- Supreme Court of the United States

Argued March 22, 1995 Decided May 22, 1995
- Full case name: First Options of Chicago, Incorporated, Petitioner v. Manuel Kaplan, et us. and MK Investments, Incorporated
- Citations: 514 U.S. 938 (more) 115 S. Ct. 1920; 131 L. Ed. 2d 985; 1995 U.S. LEXIS 3463; 63 U.S.L.W. 4459; Fed. Sec. L. Rep. (CCH) ¶ 98,728; Comm. Fut. L. Rep. (CCH) ¶ 26,398; 95 Cal. Daily Op. Service 3821; 95 Daily Journal DAR 6474; 9 Fla. L. Weekly Fed. S 64

Case history
- Prior: On writ of certiorari to the United States Court of Appeals for the Third Circuit

Holding
- Judicial review of arbitrability of contract is properly permitted when parties have not clearly agreed that arbitrator will decide question

Court membership
- Chief Justice William Rehnquist Associate Justices John P. Stevens · Sandra Day O'Connor Antonin Scalia · Anthony Kennedy David Souter · Clarence Thomas Ruth Bader Ginsburg · Stephen Breyer

Case opinion
- Majority: Breyer, joined by unanimous

= First Options of Chicago, Inc. v. Kaplan =

First Options of Chicago, Inc. v. Kaplan, 514 U.S. 938 (1995), was a case decided by the Supreme Court of the United States on who decides whether a dispute is subject to arbitration, the courts or an arbitrator.

==Background==
Under the 1924 U.S. Federal Arbitration Act and subsequent Supreme Court rulings, there is a strong presumption in favor of arbitration, with the courts generally deferring to the opinions of an arbitrator.

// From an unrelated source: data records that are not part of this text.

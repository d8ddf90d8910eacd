//! Export configuration.
//!
//! Library callers build an [`ExportConfig`] directly; the CLI maps its
//! `-a`/`-z` flags onto [`SortOrder`] and leaves the output directory at its
//! default.
//!
//! # Example
//!
//! ```rust
//! use hangpack::config::{ExportConfig, SortOrder};
//!
//! let config = ExportConfig::new()
//!     .with_order(SortOrder::Descending)
//!     .with_output_dir("exports");
//!
//! assert_eq!(config.order, SortOrder::Descending);
//! ```

use std::path::PathBuf;

use serde::{Deserialize, Serialize};

/// Direction of the timestamp sort applied to each conversation.
#[derive(Debug, Clone, Copy, PartialEq, Eq, Hash, Default, Serialize, Deserialize)]
#[serde(rename_all = "lowercase")]
pub enum SortOrder {
    /// Oldest event first (default, `-a`)
    #[default]
    Ascending,

    /// Newest event first (`-z`)
    Descending,
}

impl SortOrder {
    pub fn is_descending(&self) -> bool {
        matches!(self, SortOrder::Descending)
    }
}

impl std::fmt::Display for SortOrder {
    fn fmt(&self, f: &mut std::fmt::Formatter<'_>) -> std::fmt::Result {
        match self {
            SortOrder::Ascending => write!(f, "oldest first"),
            SortOrder::Descending => write!(f, "newest first"),
        }
    }
}

/// Settings for [`export_archive`](crate::export::export_archive).
#[derive(Debug, Clone, PartialEq, Eq, Serialize, Deserialize)]
pub struct ExportConfig {
    /// Event order within each file (default: ascending)
    #[serde(default)]
    pub order: SortOrder,

    /// Directory the CSV files are written to (default: current directory)
    #[serde(default = "default_output_dir")]
    pub output_dir: PathBuf,
}

fn default_output_dir() -> PathBuf {
    PathBuf::from(".")
}

impl Default for ExportConfig {
    fn default() -> Self {
        Self {
            order: SortOrder::default(),
            output_dir: default_output_dir(),
        }
    }
}

impl ExportConfig {
    /// Creates a new configuration with default values.
    pub fn new() -> Self {
        Self::default()
    }

    /// Sets the event order.
    #[must_use]
    pub fn with_order(mut self, order: SortOrder) -> Self {
        self.order = order;
        self
    }

    /// Sets the output directory.
    #[must_use]
    pub fn with_output_dir(mut self, dir: impl Into<PathBuf>) -> Self {
        self.output_dir = dir.into();
        self
    }
}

This case arose out of disputes over a "workout" agreement, embodied in four documents, which governed the "working out" of debts to First Options of Chicago, Inc. incurred as a result of the October 1987 stock market crash (and later losses) by Manuel Kaplan, his wife, and his wholly owned investment company, MK Investments, Inc. (MKI). First Options is a firm that clears stock trades on the Philadelphia Stock Exchange. When First Options' demands for payment went unsatisfied, it sought arbitration by a stock exchange panel. MKI, which had signed the only workout document containing an arbitration agreement, submitted to arbitration, but the Kaplans, who had not signed that document, filed objections with the panel, denying that their disagreement with First Options was arbitrable. The arbitrators decided that they had the power to rule on the dispute's merits and ruled in First Options' favor. The District Court confirmed the award, but the Third Circuit Court of Appeals reversed. The Third Circuit said that courts should independently decide whether an arbitration panel has jurisdiction over a dispute, and that it would apply ordinary standards of review when considering the District Court's denial of the Kaplan's' motion to vacate the arbitration award.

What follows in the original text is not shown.